R.J.Hoffmann on “Movement humanism”, while Mary Beard writes against attempt to limit smut for kiddies

Two interesting posts came in via my RSS feed.

The first, via eChurch blog, is by atheist R.J.Hoffmann, and entitled Movement Humanism.  What he describes is what most of us experience, when we encounter atheists or atheist writing:

While often claiming the protective cloak of science and reason as their aegis for intellectual rectitude, movement humanism was really all about creating straw-men, stereotypes and bogeymen and unfortunately came to believe in its own anti-religion discourse. …

To be blunt, movement humanism with its straw men and reductive techniques, its stereotyping and bogeymen, is not just stuck in the past but stuck in a religious past of its own making. It is a past that an authentic and fully inclusive humanism would want to reject. It is a past that many religious thinkers have already rejected.

That many of these headbanger atheists are precisely this kind of animal — the religious bigot — is what some of us have observed for some time.  The main religious hate one will encounter online is from atheists. 

This can come as a shock to those of us whose encounter with older atheism was in the form of J. S. Mill.  Such a realisation from a modern atheist like Hoffmann can only be welcome.

Less welcome is an article from classicist Mary Beard, who writes for the Times.  In Young minds … and the dirty bits (in Aristophanes), we get the following observations.
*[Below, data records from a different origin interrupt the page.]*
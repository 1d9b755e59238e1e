//! Error types for wear analysis with rich diagnostics.
//!
//! This module provides:
//! - Machine-readable error codes for programmatic handling
//! - Stage context, so a caller always knows which pipeline stage failed
//! - Terminal display via miette
//!
//! # Error Codes
//!
//! Each error has a unique code in the format `WEAR-XXXX`:
//! - `WEAR-1xxx`: Input mesh errors (malformed indices, empty or non-finite data)
//! - `WEAR-2xxx`: Sequencing errors (a stage invoked before its dependency)
//! - `WEAR-3xxx`: Numerical errors (singular systems, recovered internally)
//! - `WEAR-4xxx`: Parameter and configuration errors
//!
//! # Example
//!
//! ```
//! use cup_wear::{ErrorCode, WearError};
//!
//! let err = WearError::invalid_vertex_index(5, 100, 50);
//! assert_eq!(err.code(), ErrorCode::InvalidVertexIndex);
//! assert_eq!(err.code().as_str(), "WEAR-1002");
//! ```

use miette::Diagnostic;
use thiserror::Error;

use crate::pipeline::PipelineStage;

/// Result type alias for wear analysis operations.
pub type WearResult<T> = Result<T, WearError>;

/// Machine-readable error codes.
#[derive(Debug, Clone, Copy, PartialEq, Eq, Hash)]
pub enum ErrorCode {
    // Input mesh errors (1xxx)
    /// WEAR-1001: Mesh data is malformed or empty
    InvalidMesh = 1001,
    /// WEAR-1002: Face references a vertex that does not exist
    InvalidVertexIndex = 1002,

    // Sequencing errors (2xxx)
    /// WEAR-2001: Stage invoked before its dependency ran
    PreconditionViolation = 2001,

    // Numerical errors (3xxx)
    /// WEAR-3001: Non-invertible system during a fit
    NumericalSingularity = 3001,

    // Parameter errors (4xxx)
    /// WEAR-4001: Parameter outside its valid domain
    InvalidParameter = 4001,
    /// WEAR-4002: Configuration file could not be read or parsed
    Config = 4002,
}

impl ErrorCode {
    /// Returns the error code as a string in the format `WEAR-XXXX`.
    pub fn as_str(&self) -> &'static str {
        match self {
            ErrorCode::InvalidMesh => "WEAR-1001",
            ErrorCode::InvalidVertexIndex => "WEAR-1002",
            ErrorCode::PreconditionViolation => "WEAR-2001",
            ErrorCode::NumericalSingularity => "WEAR-3001",
            ErrorCode::InvalidParameter => "WEAR-4001",
            ErrorCode::Config => "WEAR-4002",
        }
    }
}

impl std::fmt::Display for ErrorCode {
    fn fmt(&self, f: &mut std::fmt::Formatter<'_>) -> std::fmt::Result {
        write!(f, "{}", self.as_str())
    }
}

/// Errors that can occur during wear analysis.
#[derive(Debug, Error, Diagnostic)]
pub enum WearError {
    /// Mesh data is malformed (bad buffer lengths, non-finite values) or empty.
    #[error("invalid mesh: {details}")]
    #[diagnostic(
        code(wear::mesh::invalid),
        help("Check that the scan was exported as a single triangulated surface with finite coordinates.")
    )]
    InvalidMesh { details: String },

    /// Face references a vertex index that is out of range.
    #[error(
        "invalid vertex index: face {face_index} references vertex {vertex_index}, but mesh only has {vertex_count} vertices"
    )]
    #[diagnostic(
        code(wear::mesh::vertex_index),
        help("The index buffer does not match the position buffer; re-export the mesh.")
    )]
    InvalidVertexIndex {
        face_index: usize,
        vertex_index: u32,
        vertex_count: usize,
    },

    /// A pipeline stage was invoked before the stage it depends on.
    #[error("cannot run {stage}: {requirement}")]
    #[diagnostic(
        code(wear::pipeline::precondition),
        help("Run the stages in order, or use run_full_analysis().")
    )]
    PreconditionViolation {
        stage: PipelineStage,
        requirement: &'static str,
    },

    /// A linear system could not be solved directly.
    ///
    /// Fitting code recovers from this locally; it is never returned from the
    /// public fitting functions.
    #[error("singular system during {operation}")]
    #[diagnostic(code(wear::numeric::singular))]
    NumericalSingularity { operation: &'static str },

    /// Parameter outside its valid domain.
    #[error("invalid parameter {name} = {value}: {reason}")]
    #[diagnostic(
        code(wear::params::invalid),
        help("See AnalysisParams for the documented ranges.")
    )]
    InvalidParameter {
        name: &'static str,
        value: f64,
        reason: &'static str,
    },

    /// Configuration could not be read or parsed.
    #[error("configuration error: {details}")]
    #[diagnostic(code(wear::params::config))]
    Config { details: String },

    /// A fatal error annotated with the pipeline stage it came from.
    #[error("{stage} failed: {source}")]
    #[diagnostic(code(wear::pipeline::stage))]
    Stage {
        stage: PipelineStage,
        #[source]
        source: Box<WearError>,
    },
}

impl WearError {
    /// Returns the machine-readable error code.
    ///
    /// Stage wrappers report the code of the underlying error.
    pub fn code(&self) -> ErrorCode {
        match self {
            WearError::InvalidMesh { .. } => ErrorCode::InvalidMesh,
            WearError::InvalidVertexIndex { .. } => ErrorCode::InvalidVertexIndex,
            WearError::PreconditionViolation { .. } => ErrorCode::PreconditionViolation,
            WearError::NumericalSingularity { .. } => ErrorCode::NumericalSingularity,
            WearError::InvalidParameter { .. } => ErrorCode::InvalidParameter,
            WearError::Config { .. } => ErrorCode::Config,
            WearError::Stage { source, .. } => source.code(),
        }
    }

    /// The pipeline stage this error was raised in, if known.
    pub fn stage(&self) -> Option<PipelineStage> {
        match self {
            WearError::Stage { stage, .. } => Some(*stage),
            WearError::PreconditionViolation { stage, .. } => Some(*stage),
            _ => None,
        }
    }

    /// Whether the error aborts the operation that raised it.
    pub fn is_fatal(&self) -> bool {
        !matches!(self.code(), ErrorCode::NumericalSingularity)
    }

    /// Wrap this error with the stage that produced it.
    ///
    /// Errors that already carry a stage are returned unchanged.
    pub fn in_stage(self, stage: PipelineStage) -> Self {
        match self {
            WearError::Stage { .. } | WearError::PreconditionViolation { .. } => self,
            other => WearError::Stage {
                stage,
                source: Box::new(other),
            },
        }
    }

    /// Create an InvalidMesh error.
    pub fn invalid_mesh(details: impl Into<String>) -> Self {
        WearError::InvalidMesh {
            details: details.into(),
        }
    }

    /// Create an InvalidVertexIndex error.
    pub fn invalid_vertex_index(face_index: usize, vertex_index: u32, vertex_count: usize) -> Self {
        WearError::InvalidVertexIndex {
            face_index,
            vertex_index,
            vertex_count,
        }
    }

    /// Create a PreconditionViolation error.
    pub fn precondition(stage: PipelineStage, requirement: &'static str) -> Self {
        WearError::PreconditionViolation { stage, requirement }
    }

    /// Create a NumericalSingularity error.
    pub fn singular(operation: &'static str) -> Self {
        WearError::NumericalSingularity { operation }
    }

    /// Create an InvalidParameter error.
    pub fn invalid_parameter(name: &'static str, value: f64, reason: &'static str) -> Self {
        WearError::InvalidParameter {
            name,
            value,
            reason,
        }
    }

    /// Create a Config error.
    pub fn config(details: impl Into<String>) -> Self {
        WearError::Config {
            details: details.into(),
        }
    }
}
Of course, you will object, sexualised clothing and sexualised images near schools are not the same thing as the naughty bits in an ancient Greek dramatist. In some ways they are not — and in some ways they are. Both of them, in their different ways, are a nice illustration of the “BAN IT” culture that we have come to accept. If you dont like something, if you think — even more –that its presence could harm young minds and bodies, then BAN IT — as if that was effective, and the only strategy of change that there was.
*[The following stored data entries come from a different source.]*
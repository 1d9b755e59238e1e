//! Analysis parameters.
//!
//! [`AnalysisParams`] collects every tunable of a run. Out-of-range values
//! are clamped by [`AnalysisParams::validated`] (with a warning) or rejected
//! by [`AnalysisParams::validate`].
//!
//! With the `config` feature the parameters can be loaded from and saved to
//! TOML or JSON. Missing keys take their defaults:
//!
//! ```toml
//! geodesic_count = 180
//! rim_trim_percent = 5.0
//! threshold_microns = 2.0
//! ```

use std::ops::RangeInclusive;

use tracing::warn;

use crate::error::{WearError, WearResult};

const GEODESIC_COUNT: RangeInclusive<usize> = 36..=720;
const RIM_TRIM_PERCENT: RangeInclusive<f64> = 0.0..=20.0;
const THRESHOLD_MICRONS: RangeInclusive<f64> = 0.1..=10.0;
const DENSITY_G_CM3: RangeInclusive<f64> = 0.8..=1.1;
const DBSCAN_EPS_MM: RangeInclusive<f64> = 0.01..=10.0;
const DBSCAN_MIN_POINTS: RangeInclusive<usize> = 1..=100;
const ROBUST_ITERATIONS: RangeInclusive<usize> = 0..=50;
const MAX_POINTS_PER_MERIDIAN: RangeInclusive<usize> = 2..=10_000;

/// Parameters for one wear analysis.
#[derive(Debug, Clone, PartialEq)]
#[cfg_attr(feature = "config", derive(serde::Serialize, serde::Deserialize))]
#[cfg_attr(feature = "config", serde(default))]
pub struct AnalysisParams {
    /// Number of meridians (36–720).
    pub geodesic_count: usize,

    /// Percentage of the surface removed at the rim (0–20).
    pub rim_trim_percent: f64,

    /// Deviation threshold for anomalies and volumes, in µm (0.1–10).
    pub threshold_microns: f64,

    /// Material density in g/cm³ (0.8–1.1). The default is UHMWPE.
    pub density_g_cm3: f64,

    /// DBSCAN neighbourhood radius in mm.
    pub dbscan_eps_mm: f64,

    /// DBSCAN core-point threshold, the point itself included.
    pub dbscan_min_points: usize,

    /// IRLS iterations of the robust sphere fit.
    pub robust_iterations: usize,

    /// Sample cap per meridian, the pole included.
    pub max_points_per_meridian: usize,
}

impl Default for AnalysisParams {
    fn default() -> Self {
        Self {
            geodesic_count: 360,
            rim_trim_percent: 7.0,
            threshold_microns: 1.0,
            density_g_cm3: 0.935,
            dbscan_eps_mm: 0.5,
            dbscan_min_points: 3,
            robust_iterations: 5,
            max_points_per_meridian: 500,
        }
    }
}

impl AnalysisParams {
    /// Create parameters with defaults.
    pub fn new() -> Self {
        Self::default()
    }

    /// Coarse preset for interactive preview (72 meridians).
    pub fn quick() -> Self {
        Self {
            geodesic_count: 72,
            ..Self::default()
        }
    }

    /// Fine preset: 720 meridians and a 0.5 µm threshold.
    pub fn high_resolution() -> Self {
        Self {
            geodesic_count: 720,
            threshold_microns: 0.5,
            ..Self::default()
        }
    }

    /// Set the number of meridians.
    pub fn with_geodesic_count(mut self, count: usize) -> Self {
        self.geodesic_count = count;
        self
    }

    /// Set the rim trim percentage.
    pub fn with_rim_trim_percent(mut self, percent: f64) -> Self {
        self.rim_trim_percent = percent;
        self
    }

    /// Set the deviation threshold in µm.
    pub fn with_threshold_microns(mut self, threshold: f64) -> Self {
        self.threshold_microns = threshold;
        self
    }

    /// Set the material density in g/cm³.
    pub fn with_density(mut self, density: f64) -> Self {
        self.density_g_cm3 = density;
        self
    }

    /// Set the DBSCAN radius and core-point threshold.
    pub fn with_dbscan(mut self, eps_mm: f64, min_points: usize) -> Self {
        self.dbscan_eps_mm = eps_mm;
        self.dbscan_min_points = min_points;
        self
    }

    /// Set the IRLS iteration count.
    pub fn with_robust_iterations(mut self, iterations: usize) -> Self {
        self.robust_iterations = iterations;
        self
    }

    /// Set the per-meridian sample cap.
    pub fn with_max_points_per_meridian(mut self, max_points: usize) -> Self {
        self.max_points_per_meridian = max_points;
        self
    }

    /// Clamp every field into its documented range.
    ///
    /// Each adjustment is logged at WARN. Non-finite floats fall back to the
    /// default value.
    pub fn validated(self) -> Self {
        let defaults = Self::default();
        Self {
            geodesic_count: clamp_count("geodesic_count", self.geodesic_count, GEODESIC_COUNT),
            rim_trim_percent: clamp_float(
                "rim_trim_percent",
                self.rim_trim_percent,
                defaults.rim_trim_percent,
                RIM_TRIM_PERCENT,
            ),
            threshold_microns: clamp_float(
                "threshold_microns",
                self.threshold_microns,
                defaults.threshold_microns,
                THRESHOLD_MICRONS,
            ),
            density_g_cm3: clamp_float(
                "density_g_cm3",
                self.density_g_cm3,
                defaults.density_g_cm3,
                DENSITY_G_CM3,
            ),
            dbscan_eps_mm: clamp_float(
                "dbscan_eps_mm",
                self.dbscan_eps_mm,
                defaults.dbscan_eps_mm,
                DBSCAN_EPS_MM,
            ),
            dbscan_min_points: clamp_count(
                "dbscan_min_points",
                self.dbscan_min_points,
                DBSCAN_MIN_POINTS,
            ),
            robust_iterations: clamp_count(
                "robust_iterations",
                self.robust_iterations,
                ROBUST_ITERATIONS,
            ),
            max_points_per_meridian: clamp_count(
                "max_points_per_meridian",
                self.max_points_per_meridian,
                MAX_POINTS_PER_MERIDIAN,
            ),
        }
    }

    /// Check every field against its documented range.
    ///
    /// # Errors
    ///
    /// Returns [`WearError::InvalidParameter`] for the first field that is
    /// non-finite or out of range.
    pub fn validate(&self) -> WearResult<()> {
        check_count("geodesic_count", self.geodesic_count, GEODESIC_COUNT)?;
        check_float("rim_trim_percent", self.rim_trim_percent, RIM_TRIM_PERCENT)?;
        check_float("threshold_microns", self.threshold_microns, THRESHOLD_MICRONS)?;
        check_float("density_g_cm3", self.density_g_cm3, DENSITY_G_CM3)?;
        check_float("dbscan_eps_mm", self.dbscan_eps_mm, DBSCAN_EPS_MM)?;
        check_count("dbscan_min_points", self.dbscan_min_points, DBSCAN_MIN_POINTS)?;
        check_count("robust_iterations", self.robust_iterations, ROBUST_ITERATIONS)?;
        check_count(
            "max_points_per_meridian",
            self.max_points_per_meridian,
            MAX_POINTS_PER_MERIDIAN,
        )
    }
}

#[cfg(feature = "config")]
impl AnalysisParams {
    /// Load parameters from a TOML string.
    ///
    /// # Errors
    ///
    /// Returns [`WearError::Config`] if the TOML is invalid or doesn't match the schema.
    pub fn from_toml(toml_str: &str) -> WearResult<Self> {
        toml::from_str(toml_str).map_err(|e| WearError::config(e.to_string()))
    }

    /// Load parameters from a TOML file.
    ///
    /// # Errors
    ///
    /// Returns [`WearError::Config`] if the file cannot be read or parsed.
    pub fn from_toml_file(path: impl AsRef<std::path::Path>) -> WearResult<Self> {
        let path = path.as_ref();
        let contents = std::fs::read_to_string(path)
            .map_err(|e| WearError::config(format!("{}: {}", path.display(), e)))?;
        Self::from_toml(&contents)
    }

    /// Serialize parameters to TOML.
    ///
    /// # Errors
    ///
    /// Returns [`WearError::Config`] if serialization fails.
    pub fn to_toml(&self) -> WearResult<String> {
        toml::to_string_pretty(self).map_err(|e| WearError::config(e.to_string()))
    }

    /// Load parameters from a JSON string.
    ///
    /// # Errors
    ///
    /// Returns [`WearError::Config`] if the JSON is invalid.
    pub fn from_json(json_str: &str) -> WearResult<Self> {
        serde_json::from_str(json_str).map_err(|e| WearError::config(e.to_string()))
    }

    /// Serialize parameters to JSON.
    ///
    /// # Errors
    ///
    /// Returns [`WearError::Config`] if serialization fails.
    pub fn to_json(&self) -> WearResult<String> {
        serde_json::to_string_pretty(self).map_err(|e| WearError::config(e.to_string()))
    }
}

fn clamp_count(name: &'static str, value: usize, range: RangeInclusive<usize>) -> usize {
    let clamped = value.clamp(*range.start(), *range.end());
    if clamped != value {
        warn!(
            target: "cup_wear::pipeline",
            parameter = name,
            value = value,
            clamped = clamped,
            "Parameter out of range, clamped"
        );
    }
    clamped
}

fn clamp_float(name: &'static str, value: f64, default: f64, range: RangeInclusive<f64>) -> f64 {
    if !value.is_finite() {
        warn!(
            target: "cup_wear::pipeline",
            parameter = name,
            value = value,
            default = default,
            "Parameter not finite, using default"
        );
        return default;
    }
    let clamped = value.clamp(*range.start(), *range.end());
    if clamped != value {
        warn!(
            target: "cup_wear::pipeline",
            parameter = name,
            value = value,
            clamped = clamped,
            "Parameter out of range, clamped"
        );
    }
    clamped
}

fn check_count(name: &'static str, value: usize, range: RangeInclusive<usize>) -> WearResult<()> {
    if range.contains(&value) {
        Ok(())
    } else {
        Err(WearError::invalid_parameter(name, value as f64, "outside the documented range"))
    }
}

fn check_float(name: &'static str, value: f64, range: RangeInclusive<f64>) -> WearResult<()> {
    if !value.is_finite() {
        Err(WearError::invalid_parameter(name, value, "must be finite"))
    } else if !range.contains(&value) {
        Err(WearError::invalid_parameter(name, value, "outside the documented range"))
    } else {
        Ok(())
    }
}

#[cfg(test)]
mod tests {
    use super::*;

    #[test]
    fn test_defaults() {
        let p = AnalysisParams::default();
        assert_eq!(p.geodesic_count, 360);
        assert_eq!(p.rim_trim_percent, 7.0);
        assert_eq!(p.threshold_microns, 1.0);
        assert_eq!(p.density_g_cm3, 0.935);
        assert_eq!(p.dbscan_eps_mm, 0.5);
        assert_eq!(p.dbscan_min_points, 3);
        assert_eq!(p.robust_iterations, 5);
        assert_eq!(p.max_points_per_meridian, 500);
        assert!(p.validate().is_ok());
    }

    #[test]
    fn test_presets() {
        assert_eq!(AnalysisParams::quick().geodesic_count, 72);
        let hi = AnalysisParams::high_resolution();
        assert_eq!(hi.geodesic_count, 720);
        assert_eq!(hi.threshold_microns, 0.5);
        assert!(AnalysisParams::quick().validate().is_ok());
        assert!(hi.validate().is_ok());
    }

    #[test]
    fn test_builder() {
        let p = AnalysisParams::new()
            .with_geodesic_count(90)
            .with_rim_trim_percent(3.0)
            .with_threshold_microns(2.0)
            .with_density(1.0)
            .with_dbscan(0.8, 4)
            .with_robust_iterations(2)
            .with_max_points_per_meridian(100);
        assert_eq!(p.geodesic_count, 90);
        assert_eq!(p.dbscan_min_points, 4);
        assert_eq!(p.max_points_per_meridian, 100);
        assert!(p.validate().is_ok());
    }

    #[test]
    fn test_validated_clamps() {
        let p = AnalysisParams::new()
            .with_geodesic_count(5000)
            .with_rim_trim_percent(-3.0)
            .with_threshold_microns(f64::NAN)
            .with_density(2.0)
            .with_max_points_per_meridian(0)
            .validated();
        assert_eq!(p.geodesic_count, 720);
        assert_eq!(p.rim_trim_percent, 0.0);
        assert_eq!(p.threshold_microns, 1.0);
        assert_eq!(p.density_g_cm3, 1.1);
        assert_eq!(p.max_points_per_meridian, 2);
        assert!(p.validate().is_ok());
    }

    #[test]
    fn test_validate_rejects() {
        let err = AnalysisParams::new().with_geodesic_count(0).validate().unwrap_err();
        assert!(matches!(
            err,
            WearError::InvalidParameter {
                name: "geodesic_count",
                ..
            }
        ));

        let err = AnalysisParams::new()
            .with_density(f64::INFINITY)
            .validate()
            .unwrap_err();
        assert!(format!("{}", err).contains("must be finite"));

        assert!(AnalysisParams::new().with_rim_trim_percent(25.0).validate().is_err());
    }

    #[cfg(feature = "config")]
    #[test]
    fn test_toml_partial() {
        let p = AnalysisParams::from_toml("geodesic_count = 180\nthreshold_microns = 2.5\n").unwrap();
        assert_eq!(p.geodesic_count, 180);
        assert_eq!(p.threshold_microns, 2.5);
        assert_eq!(p.rim_trim_percent, 7.0);
    }

    #[cfg(feature = "config")]
    #[test]
    fn test_toml_and_json_roundtrip() {
        let p = AnalysisParams::high_resolution().with_density(0.95);
        assert_eq!(AnalysisParams::from_toml(&p.to_toml().unwrap()).unwrap(), p);
        assert_eq!(AnalysisParams::from_json(&p.to_json().unwrap()).unwrap(), p);
    }

    #[cfg(feature = "config")]
    #[test]
    fn test_bad_toml_is_config_error() {
        let err = AnalysisParams::from_toml("geodesic_count = \"many\"").unwrap_err();
        assert_eq!(err.code(), crate::ErrorCode::Config);
        assert!(AnalysisParams::from_toml_file("/nonexistent/params.toml").is_err());
    }
}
Isn’t this cute?  Doesn’t it remind you of the hippy age?  Haven’t we all heard this kind of things for decades, as an excuse for filth?

The arguments all seem rather empty, to me.  We live in the age of the “Human Rights Commission”.  We know of writers like Ezra Levant dragged through legal proceedings for expressing an opinion.  We know of Christian street preachers lured by gay agents provocateurs to condemn unnatural vice and then denounced to the police.  Every week brings a new report of some family whose breadwinner has lost his job because he accidently expressed a non-politically correct opinion.  We live in an age of Stalinist-style repression of free speech.  But none of this features in the post.

Those who write like this — I don’t know about Dr. B personally — are almost never opposed to a BAN IT culture.  They’re in favour of it, so long as it is under their control, and will happily defend the most outrageous Gestapo-like tactics.  They object to the ban on filth because it is not a ban that they have advanced and feel comfortable that they control.

Heaven forbid, it might lead to condemnation of themselves.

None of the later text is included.